Quality
@crux/core/quality — evaluate(), target, scorers, dataset(), cassette(), and the Experiment/Manifest/Baseline records.
@crux/core/quality is the Quality system's public surface: five values
plus types. Authoring lives in *.eval.ts files (or colocated
prompt({ tests })), execution in evaluation.run() and the
crux quality CLI.
import { evaluate, target, scorers, dataset, cassette } from '@crux/core/quality'Type exports: Evaluation, EvaluateOptions, Case, CaseContext,
AssertContext, BoundExpect, ScoreMap, Matchers, Target,
Capability, TaskLike, Scorer, ScorerArgs, Score, ScorerFactory,
Gates, ScoreGate, GateResult, Dataset, Cassette, ReplayMode,
Experiment, ExperimentCell, CellAssertionFailure,
CellAssertionOutcome, CellAssertionPhase, CellAssertionStatus,
CellAssertionValue, CellAssertionExpression,
CellAssertionExpressionOperator, QualitySourceFrame,
QualitySourceFrameSnapshot, QualitySourceUnavailable, RunOverrides,
EvaluationManifest, EvaluationCoverageTargetId, QualityConfig, and the
inference utilities InputOf, OutputOf, ParamsOf, CapsOf, CaseOf,
ExpectedOf.
evaluate(idOrOptions, options?)
Defines a runnable Evaluation. Two call forms — options only (id derived from the file path at discovery) or explicit id (required for baseline promotion):
evaluate({ task, data /* … */ })
evaluate('support.refunds', { task, data /* … */ })evaluate.only / evaluate.skip mirror Vitest focus/exclusion semantics
(only narrows the run and demotes gates to informational; skip takes an
optional reason via the case-level skip: string).
Options
| Key | Type / behavior |
|---|---|
task | The thing under test — the sole inference anchor for input/output types. Any Prompt, FlowHandle, agent, retriever, plain (input, params) => output function, or target.*() wrapper |
data | Case[], a dataset(), or a mixed array of both (concatenated) |
expect | Evaluation-level assertion callback over CaseContext — runs for every case, the primary assertion home |
assert | Evaluation-level post-score assertion callback over AssertContext — runs after scorers and can assert typed score values |
scorers | Scorer array (importable/shareable) or factory lambda (s) => [...] receiving the library pre-bound to the evaluation's types |
params | Execution defaults — "variant zero"; same shape variants override |
variants | Named overrides of the task's parameter surface; entries may also swap the whole task (same I/O types required) |
baseline | Reference variant name for paired comparison (keyof variants — autocompletes) |
trials | Executions per cell (default 1; per-case trials wins; collapses to 1 under replay-strict) |
gates | Declarative pass policy → exit code (see Gates) |
replay | ReplayMode or { mode, cassette? } |
concurrency / timeoutMs | Per-evaluation execution bounds (defaults: config, else 5 / 60 000 ms) |
covers | Optional Project Index definition ids, such as prompt:support or flow:research, that this eval protects when task is a deterministic stand-in |
tags / description | Metadata, surfaced in the manifest and reporter |
Inference contract: data, scorers, and expect are NoInfer positions —
a typo'd case key errors on the case property, never by widening the
task's input type. Gate keys under gates.scores are literal-typed from an
array spelling of scorers; with the factory spelling they are validated at
definition time instead (unknown key → immediate TypeError).
Cases
{
name?: string // stable identity; defaults to a content hash of input
input: TInput // typed from the task
expected?: TExpected // opaque data — delivered to scorers/expect, never matched implicitly
expect?: (ctx) => void // case-SPECIFIC assertions only (not portable to datasets)

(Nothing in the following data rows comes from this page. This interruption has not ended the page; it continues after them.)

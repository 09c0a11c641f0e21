//! Scene: the live animation state owned by the render loop.
//!
//! Holds the surface (plane mesh or line grid), the particle cloud, and the
//! deformation strategies. `update` is called exactly once per tick with the
//! clock's new time and performs every CPU-side buffer rewrite before the
//! draw call, so a capturing draw always observes a fully updated frame.

use crate::anim::deform::Deformation;
use crate::anim::particles::ParticleCloud;
use crate::anim::surface::{LineGrid, PlaneMesh};
use crate::config::{SimulationConfig, SurfaceKind};

/// The surface variant being animated.
pub enum Surface {
    /// GPU-deformed plane; the shader consumes the time uniform
    Plane(PlaneMesh),
    /// CPU-deformed line grid, rewritten in place each tick
    Grid(LineGrid),
}

/// Live animation state: static topologies plus mutable position buffers.
pub struct Scene {
    pub surface: Surface,
    pub particles: ParticleCloud,
    /// Drives the plane shader (uniform parameters)
    pub surface_wave: Deformation,
    /// Drives grid and particle height fields CPU-side
    pub field_wave: Deformation,
    /// Current animation time, mirrored into the shader uniform
    pub time: f32,
    /// Set by `update`, cleared by the draw target after upload
    dirty: bool,
}

impl Scene {
    /// Build the initial geometry from a validated configuration.
    pub fn new(config: &SimulationConfig) -> Self {
        let surface = match config.surface.kind {
            SurfaceKind::Plane => Surface::Plane(PlaneMesh::new(
                config.surface.size,
                config.surface.subdivisions,
            )),
            SurfaceKind::Grid => Surface::Grid(LineGrid::new(config.grid.step, config.grid.extent)),
        };

        let half_size = match config.surface.kind {
            SurfaceKind::Plane => config.surface.size / 2.0,
            SurfaceKind::Grid => config.grid.extent,
        };
        let particles = ParticleCloud::new(&config.particles, half_size, 2.0);

        Self {
            surface,
            particles,
            surface_wave: Deformation::travelling(&config.wave),
            field_wave: Deformation::cross_wave(&config.field),
            time: 0.0,
            dirty: true,
        }
    }

    /// Advance all mutable buffers to time t. In-place rewrites only; no
    /// buffer is reallocated, so downstream uploads can reuse GPU buffers.
    pub fn update(&mut self, t: f32) {
        self.time = t;

        if let Surface::Grid(grid) = &mut self.surface {
            grid.displace(&self.field_wave, t);
        }
        self.particles.animate(&self.field_wave, t);
        self.dirty = true;
    }

    /// Whether mutable buffers changed since the last upload.
    pub fn is_dirty(&self) -> bool {
        self.dirty
    }

    /// Called by the draw target once updated buffers are uploaded.
    pub fn mark_uploaded(&mut self) {
        self.dirty = false;
    }
}

#[cfg(test)]
mod tests {
    use super::*;
    use crate::config::SimulationConfig;

    #[test]
    fn test_plane_scene_from_default_config() {
        let config = SimulationConfig::default();
        let scene = Scene::new(&config);
        match &scene.surface {
            Surface::Plane(mesh) => assert_eq!(mesh.vertex_count(), 101 * 101),
            Surface::Grid(_) => panic!("default surface should be a plane"),
        }
        assert_eq!(scene.particles.count(), 200);
        assert!(scene.is_dirty());
    }

    #[test]
    fn test_grid_scene_updates_heights() {
        let mut config = SimulationConfig::default();
        config.surface.kind = SurfaceKind::Grid;
        config.grid.step = 1.0;
        config.grid.extent = 2.0;
        let mut scene = Scene::new(&config);

        scene.update(1.5);
        assert!((scene.time - 1.5).abs() < f32::EPSILON);
        match &scene.surface {
            Surface::Grid(grid) => {
                for p in &grid.positions {
                    let expected = scene.field_wave.displacement(p[0], p[2], 1.5);
                    assert!((p[1] - expected).abs() < 1e-5);
                }
            }
            Surface::Plane(_) => panic!("expected grid surface"),
        }
    }

    #[test]
    fn test_dirty_flag_cycle() {
        let config = SimulationConfig::default();
        let mut scene = Scene::new(&config);
        scene.mark_uploaded();
        assert!(!scene.is_dirty());
        scene.update(0.02);
        assert!(scene.is_dirty());
    }

    #[test]
    fn test_plane_topology_untouched_by_update() {
        // The plane deforms in the shader; CPU update must leave it alone
        let config = SimulationConfig::default();
        let mut scene = Scene::new(&config);
        scene.update(3.0);
        if let Surface::Plane(mesh) = &scene.surface {
            assert!(mesh.vertices.iter().all(|v| v.position[1] == 0.0));
        }
    }
}
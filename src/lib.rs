//! Redeemer Core Library
//!
//! This library provides the core functionality for the redeemer tool,
//! which redeems batches of product keys against a storefront account
//! while surviving the storefront's per-account rate limiting.
//!
//! # Architecture
//!
//! The library is organized into the following modules:
//! - [`auth`] - Session capture, verification, and encrypted persistence
//! - [`redeem`] - Redemption client, result classification, and the engine

// Clippy lints - strict for library code
#![deny(clippy::unwrap_used)]
#![deny(clippy::expect_used)]
#![warn(clippy::pedantic)]
#![allow(clippy::module_name_repetitions)]

pub mod auth;
pub mod redeem;
mod user_agent;

// Re-export commonly used types
pub use auth::{
    AuthError, Authenticator, BrowserCookieLogin, EncryptedSessionStore, Session,
    SessionAuthenticator, SessionStore,
};
pub use redeem::{
    EngineError, RedeemError, RedemptionEngine, RedemptionKey, RedemptionReporter,
    RedemptionResult, RedemptionStats, StorefrontClient, WaitSchedule, classify,
};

assert?: (ctx) => void // case-SPECIFIC post-score assertions
trials?: number // wins over evaluation-level trials
tags?: string[]
only?: boolean
skip?: boolean | string // reason string shown in the reporter
}Tasks that capture steps (flows/agents) additionally accept multi-turn
cases: { turns: [{ user: '…' }, …] }.
Case identity keys watch-mode caching, history, and --case filtering:
explicit name (slugified), else sha256(canonicalJson(input)).slice(0, 12).
target
A Target is a parameterized, signal-capturing task. Bare primitives passed to
task: behave exactly as target.<kind>(primitive) with no defaults — use
target.* only to set execution defaults or unlock variant parameters. Users
never call a target; only the runner executes it.
target.prompt(p, { prompt?, model?, settings?, generate? })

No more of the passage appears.